Return only the lines of the listing below that run from the line with "if has_required_scopes(claims, required)" through the line with "#[cfg(test)]", both ends included, exactly as written.
········
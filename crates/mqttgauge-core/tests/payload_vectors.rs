//! Payload parsing vectors.

#![allow(clippy::unwrap_used)]
#![allow(clippy::expect_used)]
#![allow(clippy::panic)]

use mqttgauge_core::error::ErrorCode;
use mqttgauge_core::message::{parse_update, split_payload, Update};

struct Vector {
    payload: &'static [u8],
    expect: Result<(&'static str, f64), ErrorCode>,
}

const VECTORS: &[Vector] = &[
    Vector { payload: b"temp:21.5", expect: Ok(("temp", 21.5)) },
    Vector { payload: b"  humidity:40\n", expect: Ok(("humidity", 40.0)) },
    Vector { payload: b"room_temp:-3", expect: Ok(("roomtemp", -3.0)) },
    Vector { payload: b"cpu.load-avg:0.75", expect: Ok(("cpuloadavg", 0.75)) },
    Vector { payload: b"temp", expect: Err(ErrorCode::Malformed) },
    Vector { payload: b"temp:1:2", expect: Err(ErrorCode::Malformed) },
    Vector { payload: b"", expect: Err(ErrorCode::Malformed) },
    Vector { payload: b"\xff\xfe:1", expect: Err(ErrorCode::Malformed) },
    Vector { payload: b"temp:warm", expect: Err(ErrorCode::InvalidValue) },
    Vector { payload: b"temp:", expect: Err(ErrorCode::InvalidValue) },
    Vector { payload: b"temp:NaN", expect: Err(ErrorCode::InvalidValue) },
];

#[test]
fn payload_vectors() {
    for v in VECTORS {
        let got = parse_update(v.payload);
        match (&v.expect, got) {
            (Ok((name, value)), Ok(update)) => {
                assert_eq!(update, Update { name: name.to_string(), value: *value });
            }
            (Err(code), Err(err)) => assert_eq!(err.code(), *code, "{:?}", v.payload),
            (expect, got) => panic!("payload {:?}: expected {expect:?}, got {got:?}", v.payload),
        }
    }
}

#[test]
fn empty_name_survives_splitting() {
    let raw = split_payload(b":5").unwrap();
    assert_eq!(raw.name, "");
    assert_eq!(raw.value, "5");
}

#[test]
fn names_differing_only_in_punctuation_collide() {
    let a = parse_update(b"room_temp:1").unwrap();
    let b = parse_update(b"room.temp:2").unwrap();
    assert_eq!(a.name, b.name);
}
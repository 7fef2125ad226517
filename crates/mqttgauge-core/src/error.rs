//! Shared error type across mqttgauge crates.

use thiserror::Error;

/// Stable error codes, used as log fields and stats labels.
#[derive(Debug, Clone, Copy, PartialEq, Eq, Hash)]
pub enum ErrorCode {
    /// Payload did not split into exactly `name:value`.
    Malformed,
    /// Value is not a finite number.
    InvalidValue,
    /// Exporter refused the gauge.
    Rejected,
    /// Configuration could not be read or validated.
    Config,
    /// Unsupported config version.
    UnsupportedVersion,
    /// MQTT client failure.
    Transport,
    /// Invariant violation.
    Internal,
}

impl ErrorCode {
    /// String representation used in logs and metric labels.
    pub fn as_str(self) -> &'static str {
        match self {
            ErrorCode::Malformed => "MALFORMED",
            ErrorCode::InvalidValue => "INVALID_VALUE",
            ErrorCode::Rejected => "REJECTED",
            ErrorCode::Config => "CONFIG",
            ErrorCode::UnsupportedVersion => "UNSUPPORTED_VERSION",
            ErrorCode::Transport => "TRANSPORT",
            ErrorCode::Internal => "INTERNAL",
        }
    }
}

/// Shared result type.
pub type Result<T> = std::result::Result<T, MqttGaugeError>;

/// Unified error type used by core and bridge.
#[derive(Debug, Error)]
pub enum MqttGaugeError {
    #[error("malformed message: {0}")]
    Malformed(String),
    #[error("invalid value: {0}")]
    InvalidValue(String),
    #[error("rejected: {0}")]
    Rejected(String),
    #[error("config: {0}")]
    Config(String),
    #[error("unsupported config version")]
    UnsupportedVersion,
    #[error("transport: {0}")]
    Transport(String),
    #[error("internal: {0}")]
    Internal(String),
}

impl MqttGaugeError {
    /// Map the error to its stable code.
    pub fn code(&self) -> ErrorCode {
        match self {
            MqttGaugeError::Malformed(_) => ErrorCode::Malformed,
            MqttGaugeError::InvalidValue(_) => ErrorCode::InvalidValue,
            MqttGaugeError::Rejected(_) => ErrorCode::Rejected,
            MqttGaugeError::Config(_) => ErrorCode::Config,
            MqttGaugeError::UnsupportedVersion => ErrorCode::UnsupportedVersion,
            MqttGaugeError::Transport(_) => ErrorCode::Transport,
            MqttGaugeError::Internal(_) => ErrorCode::Internal,
        }
    }

    /// Input errors are dropped and logged; everything else is an operational fault.
    pub fn is_input_error(&self) -> bool {
        matches!(
            self,
            MqttGaugeError::Malformed(_) | MqttGaugeError::InvalidValue(_) | MqttGaugeError::Rejected(_)
        )
    }
}
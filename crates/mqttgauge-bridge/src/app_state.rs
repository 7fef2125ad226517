//! Shared application state for the bridge.
//!
//! Owns the exporter, the metric registry built on it, and the bridge's own
//! counters. Cloned into every axum handler and background task.

use std::sync::atomic::{AtomicBool, Ordering};
use std::sync::Arc;

use mqttgauge_core::error::Result;

use crate::config::BridgeConfig;
use crate::exporter::Exporter;
use crate::obs::metrics::BridgeMetrics;
use crate::registry::MetricRegistry;

#[derive(Clone)]
pub struct AppState {
    inner: Arc<AppStateInner>,
    registry: Arc<MetricRegistry>,
    metrics: Arc<BridgeMetrics>,
}

struct AppStateInner {
    cfg: BridgeConfig,
    connected: AtomicBool,
}

impl AppState {
    /// Build application state.
    /// Returns Result so main can handle errors gracefully (no panic).
    pub fn new(cfg: BridgeConfig) -> Result<Self> {
        let metrics = Arc::new(BridgeMetrics::new()?);
        let exporter = Arc::new(Exporter::new());
        let registry =
            Arc::new(MetricRegistry::new(exporter).with_size_gauge(metrics.gauges_tracked.clone()));

        Ok(Self {
            inner: Arc::new(AppStateInner {
                cfg,
                connected: AtomicBool::new(false),
            }),
            registry,
            metrics,
        })
    }

    pub fn cfg(&self) -> &BridgeConfig {
        &self.inner.cfg
    }

    pub fn registry(&self) -> Arc<MetricRegistry> {
        Arc::clone(&self.registry)
    }

    pub fn exporter(&self) -> Arc<Exporter> {
        self.registry.exporter()
    }

    pub fn metrics(&self) -> Arc<BridgeMetrics> {
        Arc::clone(&self.metrics)
    }

    /// Record MQTT session state.
    pub fn set_connected(&self, connected: bool) {
        self.inner.connected.store(connected, Ordering::Relaxed);
        self.metrics.mqtt_connected.set(i64::from(connected));
    }

    pub fn is_connected(&self) -> bool {
        self.inner.connected.load(Ordering::Relaxed)
    }
}
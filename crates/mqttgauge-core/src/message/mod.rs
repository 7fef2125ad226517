//! Message primitives: raw payload -> normalised gauge update.
//!
//! A payload is a single `name:value` pair:
//! - surrounding whitespace is trimmed
//! - exactly one `:` separator is allowed
//! - the name is normalised (see [`normalize_name`])
//! - the value must parse as a finite number
//!
//! All helpers are panic-free: malformed input is reported as `MqttGaugeError`.

pub mod name;
pub mod payload;
pub mod value;

pub use name::normalize_name;
pub use payload::{split_payload, RawUpdate};
pub use value::parse_value;

use crate::error::Result;

/// A parsed, validated update ready for the registry.
#[derive(Debug, Clone, PartialEq)]
pub struct Update {
    /// Normalised metric name (registry key).
    pub name: String,
    /// Gauge value.
    pub value: f64,
}

/// Split, normalise and parse a raw payload in one go.
pub fn parse_update(payload: &[u8]) -> Result<Update> {
    let raw = split_payload(payload)?;
    let value = parse_value(raw.value)?;
    Ok(Update {
        name: normalize_name(raw.name),
        value,
    })
}
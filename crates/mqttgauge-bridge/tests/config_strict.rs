#![allow(clippy::unwrap_used)]
#![allow(clippy::expect_used)]
#![allow(clippy::panic)]

use mqttgauge_bridge::config;

#[test]
fn deny_unknown_fields_nested() {
    let bad = r#"
version: 1
mqtt:
  url: "tcp://localhost:1883"
  topic: "sensors/#"
sweeper:
  interval_sec: 60 # typo should fail
"#;

    let err = config::load_from_str(bad).expect_err("must fail");
    assert_eq!(err.code().as_str(), "CONFIG");
}

#[test]
fn ok_minimal_config() {
    let ok = r#"
version: 1
mqtt:
  url: "tcp://localhost:1883"
  topic: "sensors/#"
"#;
    let cfg = config::load_from_str(ok).expect("must parse");
    assert_eq!(cfg.version, 1);
    assert_eq!(cfg.mqtt.client_id, "mqtt-scraper");
    assert_eq!(cfg.mqtt.queue_capacity, 1024);
    assert_eq!(cfg.http.listen, "0.0.0.0:8080");
    assert_eq!(cfg.sweeper.interval_secs, 60);
    assert_eq!(cfg.sweeper.stale_after_secs, 120);
}

#[test]
fn wrong_version() {
    let bad = r#"
version: 2
mqtt:
  url: "tcp://localhost:1883"
  topic: "sensors/#"
"#;
    let err = config::load_from_str(bad).expect_err("must fail");
    assert_eq!(err.code().as_str(), "UNSUPPORTED_VERSION");
}

#[test]
fn threshold_not_above_interval() {
    let bad = r#"
version: 1
mqtt:
  url: "tcp://localhost:1883"
  topic: "sensors/#"
sweeper:
  interval_secs: 300
  stale_after_secs: 300
"#;
    let err = config::load_from_str(bad).expect_err("must fail");
    assert!(err.to_string().contains("stale_after_secs"));
}

#[test]
fn missing_topic_and_bad_url() {
    let no_topic = r#"
version: 1
mqtt:
  url: "tcp://localhost:1883"
  topic: ""
"#;
    assert!(config::load_from_str(no_topic).is_err());

    let bad_url = r#"
version: 1
mqtt:
  url: "ws://localhost:1883"
  topic: "sensors/#"
"#;
    assert!(config::load_from_str(bad_url).is_err());
}

#[test]
fn missing_file() {
    let err = config::load_from_file("does/not/exist.yaml").expect_err("must fail");
    assert_eq!(err.code().as_str(), "CONFIG");
}
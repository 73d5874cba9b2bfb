//! Error types for the volcano gateway

use std::io;

use thiserror::Error;

/// Result type alias for the gateway
pub type Result<T> = std::result::Result<T, Error>;

/// Gateway startup and runtime errors.
///
/// Request-level failures are modelled separately by
/// [`ApiError`](crate::gateway::ApiError), which never leaks detail to callers.
#[derive(Error, Debug)]
pub enum Error {
    /// Configuration error
    #[error("Configuration error: {0}")]
    Config(String),

    /// Document store construction failed
    #[error("Document store error: {0}")]
    Store(#[from] crate::store::StoreError),

    /// IO error
    #[error("IO error: {0}")]
    Io(#[from] io::Error),

    /// HTTP client error
    #[error("HTTP error: {0}")]
    Http(#[from] reqwest::Error),

    /// Internal error
    #[error("Internal error: {0}")]
    Internal(String),
}
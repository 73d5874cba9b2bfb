//! HTTP router and handlers

use std::sync::Arc;
use std::time::Duration;

use axum::{
    Json, Router,
    extract::{RawQuery, State},
    http::{StatusCode, Uri},
    middleware,
    response::IntoResponse,
    routing::get,
};
use serde_json::json;
use tower_http::{catch_panic::CatchPanicLayer, timeout::TimeoutLayer, trace::TraceLayer};
use tracing::{debug, warn};

use super::auth::{Authenticated, request_gate};
use super::error::ApiError;
use crate::auth::{
    AuditEvent, Claims, RequiredScopes, TokenValidator, audit, has_required_scopes, missing_scopes,
};
use crate::config::StoreConfig;
use crate::store::{DocumentStore, Record};

/// Query parameter naming the volcano to look up.
pub const VOLCANO_PARAM: &str = "volcanoname";

/// Where and how the handlers query the store.
#[derive(Debug, Clone)]
pub struct QuerySettings {
    /// Container holding the records
    pub container: String,
    /// Field matched by `/getVolcanoData`
    pub lookup_field: String,
    /// Records returned by `/getCosmosData`
    pub sample_size: usize,
}

impl From<&StoreConfig> for QuerySettings {
    fn from(config: &StoreConfig) -> Self {
        Self {
            container: config.container.clone(),
            lookup_field: config.lookup_field.clone(),
            sample_size: config.sample_size,
        }
    }
}

impl Default for QuerySettings {
    fn default() -> Self {
        Self::from(&StoreConfig::default())
    }
}

/// Shared application state
pub struct AppState {
    /// Bearer token validator
    pub validator: Arc<TokenValidator>,
    /// Scopes every protected route requires
    pub required_scopes: RequiredScopes,
    /// Document store
    pub store: Arc<dyn DocumentStore>,
    /// Query targets
    pub queries: QuerySettings,
}

/// Create the router
pub fn create_router(state: Arc<AppState>, request_timeout: Duration) -> Router {
    let protected = Router::new()
        .route("/getCosmosData", get(cosmos_data_handler))
        .route("/getVolcanoData", get(volcano_data_handler))
        // All-lowercase aliases; any other casing is 404
        .route("/getcosmosdata", get(cosmos_data_handler))
        .route("/getvolcanodata", get(volcano_data_handler))
        .route_layer(middleware::from_fn_with_state(
            Arc::clone(&state),
            request_gate,
        ));

    Router::new()
        .route("/", get(index_handler))
        .route("/health", get(health_handler))
        .merge(protected)
        .layer(TimeoutLayer::with_status_code(
            StatusCode::GATEWAY_TIMEOUT,
            request_timeout,
        ))
        .layer(CatchPanicLayer::new())
        .layer(TraceLayer::new_for_http())
        .with_state(state)
}

/// GET / - endpoint templates
async fn index_handler() -> impl IntoResponse {
    Json(json!({
        "endpoint1": format!("/getVolcanoData?{VOLCANO_PARAM}=<name>"),
        "endpoint2": "/getCosmosData",
    }))
}

/// GET /health
async fn health_handler() -> impl IntoResponse {
    Json(json!({
        "status": "ok",
        "version": env!("CARGO_PKG_VERSION"),
    }))
}

/// GET /getCosmosData - first `sample_size` records of the container
async fn cosmos_data_handler(
    State(state): State<Arc<AppState>>,
    Authenticated(claims): Authenticated,
    uri: Uri,
) -> Result<Json<Vec<Record>>, ApiError> {
    authorize(&state.required_scopes, &claims, uri.path())?;

    let records = state
        .store
        .read_first_n(&state.queries.container, state.queries.sample_size)
        .await
        .map_err(|e| ApiError::from_store(&e))?;

    debug!(principal = %claims.principal(), returned = records.len(), "Served sample records");
    Ok(Json(records))
}

/// GET /getVolcanoData?volcanoname=<name> - records matching the name
async fn volcano_data_handler(
    State(state): State<Arc<AppState>>,
    Authenticated(claims): Authenticated,
    uri: Uri,
    RawQuery(query): RawQuery,
) -> Result<Json<Vec<Record>>, ApiError> {
    authorize(&state.required_scopes, &claims, uri.path())?;

    let name = query_param(query.as_deref(), VOLCANO_PARAM)
        .filter(|v| !v.is_empty())
        .ok_or_else(|| {
            ApiError::BadRequest(format!("Missing required query parameter '{VOLCANO_PARAM}'"))
        })?;

    let records = state
        .store
        .query_by_field(&state.queries.container, &state.queries.lookup_field, &name)
        .await
        .map_err(|e| ApiError::from_store(&e))?;

    debug!(
        principal = %claims.principal(),
        volcano = %name,
        matched = records.len(),
        "Served volcano lookup"
    );
    Ok(Json(records))
}

/// Reject claims missing any required scope.
fn authorize(required: &RequiredScopes, claims: &Claims, path: &str) -> Result<(), ApiError> {
    if has_required_scopes(claims, required) {
        return Ok(());
    }

    let missing = missing_scopes(claims, required);
    warn!(
        path = %path,
        principal = %claims.principal(),
        missing = ?missing,
        "Token lacks required scope"
    );
    audit::emit(&AuditEvent::scope_denied(path, claims, &missing));
    Err(ApiError::InsufficientScope)
}

/// First value of `key` in a raw query string, percent-decoded.
fn query_param(query: Option<&str>, key: &str) -> Option<String> {
    url::form_urlencoded::parse(query?.as_bytes())
        .find(|(k, _)| k == key)
        .map(|(_, v)| v.into_owned())
}

#[cfg(test)]
mod tests {
    use super::*;
    use pretty_assertions::assert_eq;

    #[test]
    fn query_param_decodes_value() {
        assert_eq!(
            query_param(Some("volcanoname=Mount%20St.%20Helens"), VOLCANO_PARAM),
            Some("Mount St. Helens".to_string())
        );
        assert_eq!(
            query_param(Some("volcanoname=Mauna+Loa"), VOLCANO_PARAM),
            Some("Mauna Loa".to_string())
        );
    }

    #[test]
    fn query_param_takes_first_occurrence() {
        assert_eq!(
            query_param(Some("x=1&volcanoname=Etna&volcanoname=Fuji"), VOLCANO_PARAM),
            Some("Etna".to_string())
        );
    }

    #[test]
    fn query_param_absent() {
        assert_eq!(query_param(None, VOLCANO_PARAM), None);
        assert_eq!(query_param(Some("name=Etna"), VOLCANO_PARAM), None);
        assert_eq!(query_param(Some("volcanoname="), VOLCANO_PARAM), Some(String::new()));
    }

    #[test]
    fn query_settings_follow_store_config() {
        let settings = QuerySettings::default();
        assert_eq!(settings.container, "Volcanos");
        assert_eq!(settings.lookup_field, "VolcanoName");
        assert_eq!(settings.sample_size, 10);
    }
}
········
EXERCISE RESULT =>
    if has_required_scopes(claims, required) {
        return Ok(());
    }

    let missing = missing_scopes(claims, required);
    warn!(
        path = %path,
        principal = %claims.principal(),
        missing = ?missing,
        "Token lacks required scope"
    );
    audit::emit(&AuditEvent::scope_denied(path, claims, &missing));
    Err(ApiError::InsufficientScope)
}

/// First value of `key` in a raw query string, percent-decoded.
fn query_param(query: Option<&str>, key: &str) -> Option<String> {
    url::form_urlencoded::parse(query?.as_bytes())
        .find(|(k, _)| k == key)
        .map(|(_, v)| v.into_owned())
}

#[cfg(test)]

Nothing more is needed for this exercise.